EXO-L e a base de fãs que sustentou mais de uma década

O fandom do EXO, chamado EXO-L, é uma das bases de fãs mais antigas e estabelecidas ainda ativas no K-Pop contemporâneo, tendo acompanhado o grupo desde o debut em 2012 através de saídas de membros, controvérsias contratuais, serviços militares escalonados e mudanças profundas na própria indústria musical coreana. Essa longevidade de fandom é parte do motivo pelo qual o EXO continua relevante comercialmente mais de dez anos após o debut, numa indústria onde a maioria dos grupos da mesma geração já dissolveu ou perdeu relevância comercial significativa.
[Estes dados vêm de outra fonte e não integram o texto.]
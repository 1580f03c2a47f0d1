use std::fs::File;
use std::io::{BufWriter, Write};
use std::path::PathBuf;

use anyhow::{Result, anyhow};
use ratatoskrs::complexity::{SearchBound, entropy};
use ratatoskrs::io::{ReadSource, open_fastq_reader};
use ratatoskrs::options::CorrectionOptions;

pub struct EntropyArgs {
    pub reads: PathBuf,
    pub out: Option<PathBuf>,
    pub window: Option<usize>,
    pub k: usize,
    pub max_len_path: usize,
}

pub fn run(args: EntropyArgs) -> Result<()> {
    let options = CorrectionOptions {
        k: args.k,
        small_k: args.k.min(CorrectionOptions::default().small_k),
        max_len_weak_region: args.max_len_path,
        ..Default::default()
    };
    options
        .validate()
        .map_err(|err| anyhow!("entropy failed: {err}"))?;

    let mut reader =
        open_fastq_reader(&args.reads).map_err(|err| anyhow!("entropy failed: {err}"))?;
    let mut out: Box<dyn Write> = match &args.out {
        Some(path) => Box::new(BufWriter::new(File::create(path)?)),
        None => Box::new(BufWriter::new(std::io::stdout().lock())),
    };

    writeln!(out, "read\tstart\tlength\tentropy\tmax_paths\tmax_branch")?;
    let mut nb_reads = 0usize;
    while let Some(record) = reader.next_record() {
        let record = record.map_err(|err| anyhow!("entropy failed: {err}"))?;
        let name = String::from_utf8_lossy(record.name()).into_owned();
        let window = args.window.unwrap_or(record.seq.len()).max(1);
        for (i, chunk) in record.seq.chunks(window).enumerate() {
            let h = entropy(chunk);
            let bound = SearchBound::new(h, options.max_len_weak_region, options.k);
            writeln!(
                out,
                "{}\t{}\t{}\t{:.4}\t{}\t{}",
                name,
                i * window,
                chunk.len(),
                h,
                bound.max_paths,
                bound.max_branch
            )?;
        }
        nb_reads += 1;
    }
    out.flush()?;
    tracing::info!(reads = nb_reads, "entropy done");
    Ok(())
}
Composição e produção como contribuição menos visível

Apesar do foco público estar mais em sua liderança e atuação, Suho também é creditado em composição em material do EXO, contribuindo para a direção musical do grupo de forma menos visível do que produtores como Chanyeol, mas real e documentada em créditos de álbum ao longo dos anos.

A trajetória de Suho como líder que também sustenta carreira de ator demonstra que as duas responsabilidades, frequentemente vistas como mutuamente exclusivas em termos de tempo e energia, podem coexistir quando há planejamento de carreira cuidadoso ao longo de muitos anos.